He was weary with the excitement of the day, and he suddenly felt that some of his distaste was due to hunger, which he was ready enough to appease, being well looked after by his new friend; while the rest of the evening was filled up by faintly heard sounds of music and conversation which seemed to be buzzing around him, as he sat back in one of the many chairs of the grand salon, completely overcome by an invincible sense of drowsiness which seemed dark and cloudy, while out of it came a familiar voice, saying:

“Why, Denis, boy, I have been seeking you everywhere. Saint Simon was looking for you too, and said you must have gone off to bed.”

“Bed—bed?” the boy remembered saying, and then all was confused again till Master Leoni’s voice whispered in his ear:

“Come, wake up.”

“Where’s Carrbroke?” he said drowsily.

“Gone away in attendance on the King, who will soon be leaving the salon. Come, we must be in attendance too.”

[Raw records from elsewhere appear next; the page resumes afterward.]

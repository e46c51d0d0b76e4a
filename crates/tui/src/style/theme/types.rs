use ratatui::style::{Color, Modifier, Style};

/// Colour scheme applied to every cinefind widget.
#[derive(Debug, Clone, Copy, PartialEq, Eq)]
pub struct Theme {
	pub header: Style,
	pub prompt: Style,
	pub card: Style,
	pub card_selected: Style,
	pub muted: Style,
	pub accent: Style,
	pub error: Style,
	pub toast: Style,
}

impl Theme {
	#[must_use]
	pub fn header_style(&self) -> Style {
		self.header
	}

	#[must_use]
	pub fn prompt_style(&self) -> Style {
		self.prompt
	}

	#[must_use]
	pub fn card_style(&self) -> Style {
		self.card
	}

	#[must_use]
	pub fn card_selected_style(&self) -> Style {
		self.card_selected
	}

	#[must_use]
	pub fn muted_style(&self) -> Style {
		self.muted
	}

	#[must_use]
	pub fn accent_style(&self) -> Style {
		self.accent
	}

	#[must_use]
	pub fn error_style(&self) -> Style {
		self.error
	}

	#[must_use]
	pub fn toast_style(&self) -> Style {
		self.toast
	}

	/// Title style for the card under the cursor.
	#[must_use]
	pub fn selected_title_style(&self) -> Style {
		self.card_selected.add_modifier(Modifier::BOLD)
	}

	#[must_use]
	pub fn accent_fg(&self) -> Color {
		self.accent.fg.unwrap_or(Color::Reset)
	}
}

/// A named theme bundled with the application.
#[derive(Debug, Clone, Copy)]
pub struct ThemeDefinition {
	pub name: &'static str,
	pub theme: Theme,
	pub aliases: &'static [&'static str],
}

impl ThemeDefinition {
	pub const fn new(name: &'static str, theme: Theme) -> Self {
		Self {
			name,
			theme,
			aliases: &[],
		}
	}

	pub const fn with_aliases(mut self, aliases: &'static [&'static str]) -> Self {
		self.aliases = aliases;
		self
	}

	/// Whether `name` refers to this theme, ignoring ASCII case.
	#[must_use]
	pub fn answers_to(&self, name: &str) -> bool {
		self.name.eq_ignore_ascii_case(name)
			|| self
				.aliases
				.iter()
				.any(|alias| alias.eq_ignore_ascii_case(name))
	}
}
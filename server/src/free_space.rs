//! A minimal example propagation model: constant-speed-of-sound delay
//! plus 1/r spherical spreading loss.
//!
//! The underwater propagation model is an opaque external collaborator
//! from the core library's point of view (spec §1, §6); this is a
//! reference implementation so the workspace runs end to end without
//! pulling in a dedicated acoustics crate. It is deliberately simple and
//! makes no claim to physical accuracy -- no absorption, no multipath, no
//! surface/bottom reflections.

use std::sync::Arc;

use async_trait::async_trait;
use vaocean_core::{Channel, Position, PropagationModel, SampleMatrix, VaoError};

pub struct FreeSpacePropagation {
    /// Speed of sound in the medium, m/s (roughly 1500 for seawater).
    sound_speed: f64,
}

impl FreeSpacePropagation {
    pub fn new(sound_speed: f64) -> Self {
        Self { sound_speed }
    }
}

#[async_trait]
impl PropagationModel for FreeSpacePropagation {
    async fn channel(
        &self,
        tx_positions: &[Position],
        rx_positions: &[Position],
        _fs: f64,
    ) -> Result<Arc<dyn Channel>, VaoError> {
        if self.sound_speed <= 0.0 {
            return Err(VaoError::Propagation("sound speed must be positive".into()));
        }
        Ok(Arc::new(FreeSpaceChannel {
            tx: tx_positions.to_vec(),
            rx: rx_positions.to_vec(),
            sound_speed: self.sound_speed,
        }))
    }
}

struct FreeSpaceChannel {
    tx: Vec<Position>,
    rx: Vec<Position>,
    sound_speed: f64,
}

fn distance(a: Position, b: Position) -> f64 {
    let dx = a[0] - b[0];
    let dy = a[1] - b[1];
    let dz = a[2] - b[2];
    (dx * dx + dy * dy + dz * dz).sqrt()
}

#[async_trait]
impl Channel for FreeSpaceChannel {
    async fn apply(&self, x: &SampleMatrix, fs: f64) -> Result<SampleMatrix, VaoError> {
        let mut per_rx: Vec<Vec<f32>> = Vec::with_capacity(self.rx.len());
        let mut max_len = 0usize;

        for rx_pos in &self.rx {
            let mut acc: Vec<f32> = Vec::new();
            for (c, tx_pos) in self.tx.iter().enumerate() {
                if c >= x.n_channels() {
                    break;
                }
                // Clamp to 1m so a coincident tx/rx pair doesn't divide
                // by zero or amplify below unity gain.
                let dist = distance(*tx_pos, *rx_pos).max(1.0);
                let delay_samples = (dist / self.sound_speed * fs).round() as usize;
                let gain = (1.0 / dist) as f32;
                let src = x.column(c);
                let needed = delay_samples + src.len();
                if acc.len() < needed {
                    acc.resize(needed, 0.0);
                }
                for (i, s) in src.iter().enumerate() {
                    acc[delay_samples + i] += s * gain;
                }
            }
            max_len = max_len.max(acc.len());
            per_rx.push(acc);
        }

        for acc in &mut per_rx {
            acc.resize(max_len, 0.0);
        }
        Ok(SampleMatrix::from_columns(per_rx))
    }
}
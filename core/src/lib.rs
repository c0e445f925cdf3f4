//! vaocean-core - real-time underwater-acoustic modem simulator core.
//!
//! This crate imitates the ADC/DAC endpoints of one or more acoustic
//! modems: it streams synthesized received samples to clients at a fixed
//! wall-clock rate, and accepts transmitted samples from clients,
//! convolving them through a caller-supplied propagation model so every
//! other simulated node hears them with correct propagation delay, gain,
//! and reverberation.
//!
//! # Architecture
//!
//! - [`tape`]: per-hydrophone signal tape, the time-indexed additive
//!   accumulator for future receptions.
//! - [`clock`]: the scheduler thread that paces simulated sample time
//!   against wall clock, plus the timer list for scheduled callbacks.
//! - [`node`]: the simulated modem (position, gains, tapes, daemon).
//! - [`noise`]: stationary ambient noise generation.
//! - [`propagation`]: the external propagation model facade plus channel
//!   memoization for static scenes.
//! - [`transmit`]: the pipeline that turns one DAC burst into delayed,
//!   scaled tape contributions on every other node.
//! - [`protocol`]: the per-node streaming control daemon (UASP, UASP2).
//! - [`simulation`]: the orchestrator that wires everything above
//!   together and owns the run/close lifecycle.
//! - [`params`]: the dynamic get/set parameter bag shared by nodes and
//!   protocol daemons.
//! - [`config`]: simulation-wide configuration and validation.
//! - [`error`]: centralized error types.

#![warn(clippy::all)]

pub mod clock;
pub mod config;
pub mod error;
pub mod node;
pub mod noise;
pub mod params;
pub mod propagation;
pub mod protocol;
pub mod simulation;
pub mod tape;
pub mod transmit;

pub use clock::{auto_iblksize, Scheduler, SimClock, TimerList};
pub use config::SimulationConfig;
pub use error::{VaoError, VaoResult};
pub use node::{Node, NodeConfig};
pub use noise::{NoiseSource, RedGaussianNoise, SilentNoise};
pub use params::ParamValue;
pub use propagation::{Channel, Position, PropagationAdapter, PropagationModel, SampleMatrix};
pub use protocol::{decode_frame, encode_frame, ClientLink, FrameHeader, ProtocolDaemon};
pub use protocol::uasp::UaspDaemon;
pub use protocol::uasp2::Uasp2Daemon;
pub use simulation::Simulation;
pub use tape::{Reception, SignalTape};
//! Facade over the external propagation model (spec §4.2, out-of-scope
//! physics per spec §1) plus the channel-memoization cache described in
//! the design notes (spec §9, "Channel memoization for static scenes").
//!
//! The underwater propagation model itself is an opaque external
//! collaborator (spec §1); this module only defines the interface the
//! core depends on and the adapter that wraps it with caching.

use std::sync::Arc;

use async_trait::async_trait;
use dashmap::DashMap;

use crate::error::VaoError;

/// A 3D position in meters, `z` negative downward.
pub type Position = [f64; 3];

/// A signal matrix with samples as the major axis and channels as the
/// minor axis, matching the wire format's channel-interleaved layout
/// (spec §9, "Column-major vs row-major").
#[derive(Debug, Clone, PartialEq)]
pub struct SampleMatrix {
    data: Vec<f32>,
    n_samples: usize,
    n_channels: usize,
}

impl SampleMatrix {
    /// Builds a matrix from channel-interleaved data:
    /// `[c0,t0, c1,t0, ..., c0,t1, c1,t1, ...]`.
    pub fn from_interleaved(data: Vec<f32>, n_samples: usize, n_channels: usize) -> Self {
        assert_eq!(
            data.len(),
            n_samples * n_channels,
            "interleaved data length must equal n_samples * n_channels"
        );
        Self {
            data,
            n_samples,
            n_channels,
        }
    }

    /// Builds a matrix with a single column of data repeated per channel,
    /// convenient for test fixtures.
    pub fn from_columns(columns: Vec<Vec<f32>>) -> Self {
        let n_channels = columns.len();
        let n_samples = columns.first().map_or(0, Vec::len);
        let mut data = vec![0.0f32; n_samples * n_channels];
        for (c, col) in columns.iter().enumerate() {
            assert_eq!(col.len(), n_samples, "all columns must have equal length");
            for (t, &v) in col.iter().enumerate() {
                data[t * n_channels + c] = v;
            }
        }
        Self {
            data,
            n_samples,
            n_channels,
        }
    }

    pub fn n_samples(&self) -> usize {
        self.n_samples
    }

    pub fn n_channels(&self) -> usize {
        self.n_channels
    }

    /// Returns channel `c` as a standalone owned column.
    pub fn column(&self, c: usize) -> Vec<f32> {
        (0..self.n_samples)
            .map(|t| self.data[t * self.n_channels + c])
            .collect()
    }

    /// Returns the backing buffer in its native channel-interleaved
    /// order (`[c0,t0, c1,t0, ..., cC-1,t0, c0,t1, ...]`) -- the same
    /// order the wire format uses, so callers that serialize a whole
    /// frame can iterate this once instead of re-deriving each column.
    pub fn interleaved(&self) -> &[f32] {
        &self.data
    }

    /// Scales every sample in place by `gain`.
    pub fn scale(&mut self, gain: f32) {
        for v in &mut self.data {
            *v *= gain;
        }
    }
}

/// The propagation model's operator mapping a transmitted source signal
/// to received signals at the listed receivers, with absolute-time
/// alignment from simulated-time zero (spec §6).
#[async_trait]
pub trait Channel: Send + Sync {
    /// Applies the channel to `x` (shape `(Nsamp_DAC, Nchan_tx)`),
    /// returning the received signal matrix `y` where `y`'s column `k`
    /// is the signal at `rx_positions[k]`, starting at absolute sample 0
    /// of simulated time.
    async fn apply(&self, x: &SampleMatrix, fs: f64) -> Result<SampleMatrix, VaoError>;
}

/// External propagation model consumed by [`PropagationAdapter`].
#[async_trait]
pub trait PropagationModel: Send + Sync {
    /// Builds (or looks up) a channel for the given transmitter and
    /// receiver position lists at source rate `fs`.
    async fn channel(
        &self,
        tx_positions: &[Position],
        rx_positions: &[Position],
        fs: f64,
    ) -> Result<Arc<dyn Channel>, VaoError>;
}

/// Stable hashable/equatable key for the channel memoization cache.
///
/// Positions and the sample rate are reduced to their raw bit patterns so
/// the key has total equality despite containing `f64`s — acceptable
/// here because the key is only ever built from values that were not
/// independently computed (the same position/rate values flow straight
/// from `Node` fields into the cache lookup).
#[derive(Debug, Clone, PartialEq, Eq, Hash)]
struct ChannelKey {
    tx: Vec<[u64; 3]>,
    rx: Vec<[u64; 3]>,
    fs_bits: u64,
}

fn position_bits(p: &Position) -> [u64; 3] {
    [p[0].to_bits(), p[1].to_bits(), p[2].to_bits()]
}

impl ChannelKey {
    fn new(tx_positions: &[Position], rx_positions: &[Position], fs: f64) -> Self {
        Self {
            tx: tx_positions.iter().map(position_bits).collect(),
            rx: rx_positions.iter().map(position_bits).collect(),
            fs_bits: fs.to_bits(),
        }
    }
}

/// Thin facade over [`PropagationModel`] that adds process-local channel
/// memoization for static (non-mobile) scenes.
pub struct PropagationAdapter {
    model: Arc<dyn PropagationModel>,
    mobility: bool,
    cache: DashMap<ChannelKey, Arc<dyn Channel>>,
}

impl PropagationAdapter {
    /// `mobility = false` enables memoization: channel objects are keyed
    /// by `(tx_positions, rx_positions, fs)` and cached for the lifetime
    /// of the process, since a static scene has few unique keys.
    pub fn new(model: Arc<dyn PropagationModel>, mobility: bool) -> Self {
        Self {
            model,
            mobility,
            cache: DashMap::new(),
        }
    }

    /// Returns the channel for the given geometry, consulting (and
    /// populating) the memoization cache when `mobility` is false.
    pub async fn channel(
        &self,
        tx_positions: &[Position],
        rx_positions: &[Position],
        fs: f64,
    ) -> Result<Arc<dyn Channel>, VaoError> {
        if self.mobility {
            return self.model.channel(tx_positions, rx_positions, fs).await;
        }

        let key = ChannelKey::new(tx_positions, rx_positions, fs);
        if let Some(existing) = self.cache.get(&key) {
            return Ok(Arc::clone(existing.value()));
        }

        let channel = self.model.channel(tx_positions, rx_positions, fs).await?;
        self.cache.insert(key, Arc::clone(&channel));
        Ok(channel)
    }
}

#[cfg(test)]
pub(crate) mod test_support {
    use super::*;
    use std::sync::atomic::{AtomicUsize, Ordering};

    /// Mock channel that returns its input delayed by a fixed number of
    /// samples and broadcast to every receiver column, as used by
    /// scenario S3.
    pub struct DelayChannel {
        pub delay_samples: i64,
        pub n_rx: usize,
    }

    #[async_trait]
    impl Channel for DelayChannel {
        async fn apply(&self, x: &SampleMatrix, _fs: f64) -> Result<SampleMatrix, VaoError> {
            let total_len = self.delay_samples as usize + x.n_samples();
            let mut columns = Vec::with_capacity(self.n_rx);
            for c in 0..self.n_rx.min(x.n_channels()) {
                let mut col = vec![0.0f32; total_len];
                let src = x.column(c);
                col[self.delay_samples as usize..].copy_from_slice(&src);
                columns.push(col);
            }
            // Pad with zero columns if more receivers than tx channels.
            while columns.len() < self.n_rx {
                columns.push(vec![0.0f32; total_len]);
            }
            Ok(SampleMatrix::from_columns(columns))
        }
    }

    /// Mock model that counts how many times `channel()` was called, to
    /// assert memoization behavior.
    pub struct CountingModel {
        pub calls: AtomicUsize,
        pub delay_samples: i64,
    }

    impl CountingModel {
        pub fn new(delay_samples: i64) -> Self {
            Self {
                calls: AtomicUsize::new(0),
                delay_samples,
            }
        }
    }

    #[async_trait]
    impl PropagationModel for CountingModel {
        async fn channel(
            &self,
            _tx_positions: &[Position],
            rx_positions: &[Position],
            _fs: f64,
        ) -> Result<Arc<dyn Channel>, VaoError> {
            self.calls.fetch_add(1, Ordering::SeqCst);
            Ok(Arc::new(DelayChannel {
                delay_samples: self.delay_samples,
                n_rx: rx_positions.len(),
            }))
        }
    }
}

#[cfg(test)]
mod tests {
    use super::test_support::*;
    use super::*;
    use std::sync::atomic::Ordering;

    #[test]
    fn sample_matrix_round_trips_columns() {
        let m = SampleMatrix::from_columns(vec![vec![1.0, 2.0], vec![3.0, 4.0]]);
        assert_eq!(m.n_samples(), 2);
        assert_eq!(m.n_channels(), 2);
        assert_eq!(m.column(0), vec![1.0, 2.0]);
        assert_eq!(m.column(1), vec![3.0, 4.0]);
    }

    #[tokio::test]
    async fn static_scene_memoizes_channel_by_geometry() {
        let model = Arc::new(CountingModel::new(10));
        let adapter = PropagationAdapter::new(model.clone(), false);

        let tx = vec![[0.0, 0.0, -1.0]];
        let rx = vec![[1000.0, 0.0, -1.0]];

        adapter.channel(&tx, &rx, 96000.0).await.unwrap();
        adapter.channel(&tx, &rx, 96000.0).await.unwrap();
        assert_eq!(model.calls.load(Ordering::SeqCst), 1);

        let rx2 = vec![[2000.0, 0.0, -1.0]];
        adapter.channel(&tx, &rx2, 96000.0).await.unwrap();
        assert_eq!(model.calls.load(Ordering::SeqCst), 2);
    }

    #[tokio::test]
    async fn mobile_scene_never_memoizes() {
        let model = Arc::new(CountingModel::new(10));
        let adapter = PropagationAdapter::new(model.clone(), true);

        let tx = vec![[0.0, 0.0, -1.0]];
        let rx = vec![[1000.0, 0.0, -1.0]];

        adapter.channel(&tx, &rx, 96000.0).await.unwrap();
        adapter.channel(&tx, &rx, 96000.0).await.unwrap();
        assert_eq!(model.calls.load(Ordering::SeqCst), 2);
    }
}
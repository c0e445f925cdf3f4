//! UASP framing: UDP command socket (line-delimited JSON) plus a
//! separate UDP data socket carrying raw header-framed binary frames in
//! both directions (spec §4.5).
//!
//! `odata` has no JSON form here; a client pushes DAC data as raw
//! datagrams on the data socket instead, so [`control::handle`] is
//! always called with `supports_odata = false` for this framing.

use std::net::SocketAddr;
use std::sync::Arc;

use async_trait::async_trait;
use log::{debug, info, warn};
use parking_lot::Mutex;
use serde_json::{json, Value as JsonValue};
use tokio::net::UdpSocket;
use tokio_util::sync::CancellationToken;

use super::control::{self, DacBuffer, StreamDestination};
use super::{ClientLink, FrameHeader};
use crate::error::{VaoError, VaoResult};
use crate::propagation::SampleMatrix;

const MAX_DATAGRAM: usize = 65_507;

struct Destination(Mutex<Option<SocketAddr>>);

impl StreamDestination for Destination {
    fn start(&self, addr: SocketAddr) {
        *self.0.lock() = Some(addr);
    }
    fn stop(&self) {
        *self.0.lock() = None;
    }
}

/// UASP daemon for one node: `control_bind` serves the JSON command
/// channel, `data_bind` serves raw binary DAC-in / ADC-out frames.
pub struct UaspDaemon {
    control_bind: SocketAddr,
    data_bind: SocketAddr,
    obufsize: usize,
    control_sock: tokio::sync::OnceCell<Arc<UdpSocket>>,
    data_sock: tokio::sync::OnceCell<Arc<UdpSocket>>,
    dac: DacBuffer,
    destination: Destination,
    last_control_peer: Mutex<Option<SocketAddr>>,
    cancel: CancellationToken,
}

impl UaspDaemon {
    pub fn new(control_bind: SocketAddr, data_bind: SocketAddr, obufsize: usize) -> Self {
        Self {
            control_bind,
            data_bind,
            obufsize,
            control_sock: tokio::sync::OnceCell::new(),
            data_sock: tokio::sync::OnceCell::new(),
            dac: DacBuffer::new(obufsize),
            destination: Destination(Mutex::new(None)),
            last_control_peer: Mutex::new(None),
            cancel: CancellationToken::new(),
        }
    }

    async fn control_loop(&self, link: Arc<dyn ClientLink>, sock: Arc<UdpSocket>) {
        let mut buf = vec![0u8; MAX_DATAGRAM];
        loop {
            tokio::select! {
                _ = self.cancel.cancelled() => return,
                recvd = sock.recv_from(&mut buf) => {
                    let (n, peer) = match recvd {
                        Ok(v) => v,
                        Err(e) => { warn!("[Uasp] control recv error: {e}"); continue; }
                    };
                    *self.last_control_peer.lock() = Some(peer);
                    let line = String::from_utf8_lossy(&buf[..n]);
                    let req: control::ControlRequest = match serde_json::from_str(line.trim()) {
                        Ok(r) => r,
                        Err(e) => { debug!("[Uasp] malformed control line from {peer}: {e}"); continue; }
                    };
                    if let Some(resp) = control::handle(req, peer, link.as_ref(), &self.dac, &self.destination, false).await {
                        self.send_control(&sock, peer, &resp).await;
                    }
                }
            }
        }
    }

    async fn data_loop(&self, sock: Arc<UdpSocket>) {
        let mut buf = vec![0u8; MAX_DATAGRAM];
        loop {
            tokio::select! {
                _ = self.cancel.cancelled() => return,
                recvd = sock.recv_from(&mut buf) => {
                    let (n, _peer) = match recvd {
                        Ok(v) => v,
                        Err(e) => { warn!("[Uasp] data recv error: {e}"); continue; }
                    };
                    match super::decode_frame(&buf[..n]) {
                        Some((_, samples)) => self.dac.append(&samples),
                        None => debug!("[Uasp] dropped undersized/malformed data frame ({n} bytes)"),
                    }
                }
            }
        }
    }

    async fn send_control(&self, sock: &UdpSocket, peer: SocketAddr, payload: &JsonValue) {
        let mut line = payload.to_string();
        line.push('\n');
        if let Err(e) = sock.send_to(line.as_bytes(), peer).await {
            warn!("[Uasp] failed to send control response to {peer}: {e}");
        }
    }
}

#[async_trait]
impl super::ProtocolDaemon for UaspDaemon {
    async fn run(&self, link: Arc<dyn ClientLink>) -> VaoResult<()> {
        let control_sock = Arc::new(
            UdpSocket::bind(self.control_bind)
                .await
                .map_err(VaoError::Bind)?,
        );
        let data_sock = Arc::new(UdpSocket::bind(self.data_bind).await.map_err(VaoError::Bind)?);
        info!(
            "[Uasp] bound control={} data={} (obufsize={})",
            self.control_bind, self.data_bind, self.obufsize
        );
        let _ = self.control_sock.set(control_sock.clone());
        let _ = self.data_sock.set(data_sock.clone());

        let control_link = link.clone();
        // SAFETY-free note: these futures borrow `self` for the daemon's
        // lifetime, which the caller keeps alive in an `Arc` for as long
        // as the simulation runs.
        let control_fut = self.control_loop(control_link, control_sock);
        let data_fut = self.data_loop(data_sock);
        tokio::join!(control_fut, data_fut);
        Ok(())
    }

    async fn stream(&self, t_us: u64, seqno: u32, block: &SampleMatrix) {
        let Some(dest) = *self.destination.0.lock() else {
            return;
        };
        let Some(sock) = self.data_sock.get() else {
            return;
        };
        let header = FrameHeader {
            timestamp_us: t_us,
            seqno,
            nsamples: block.n_samples() as u16,
            nchannels: block.n_channels() as u16,
        };
        let bytes = super::encode_frame(&header, block);
        if let Err(e) = sock.send_to(&bytes, dest).await {
            warn!("[Uasp] failed to stream ADC frame to {dest}: {e}");
        }
    }

    async fn event(&self, t_us: u64, event_name: &str, id: Option<JsonValue>) {
        let Some(sock) = self.control_sock.get() else {
            return;
        };
        let Some(peer) = *self.last_control_peer.lock() else {
            return;
        };
        let mut payload = json!({ "event": event_name, "time": t_us });
        if let (Some(id), JsonValue::Object(map)) = (id, &mut payload) {
            map.insert("id".to_string(), id);
        }
        self.send_control(sock, peer, &payload).await;
    }

    fn close(&self) {
        self.cancel.cancel();
    }
}

#[cfg(test)]
mod tests {
    use super::*;

    #[test]
    fn destination_starts_unset_and_tracks_last_istart() {
        let dest = Destination(Mutex::new(None));
        assert!(dest.0.lock().is_none());
        let addr: SocketAddr = "127.0.0.1:6000".parse().unwrap();
        dest.start(addr);
        assert_eq!(*dest.0.lock(), Some(addr));
        dest.stop();
        assert!(dest.0.lock().is_none());
    }
}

The next thing that occurred was the sudden starting up of the boy in his bed, with the bright morning sun shining in through the window.

“Where am I?” he muttered. “How did I come here?” And then by degrees he began to have some faint recollection of Leoni helping him to his room.

“Why, I must have disgraced myself in some way,” he muttered. “What could I have done? Gone to sleep in the middle of that fête? I don’t know; everything seems a blank.”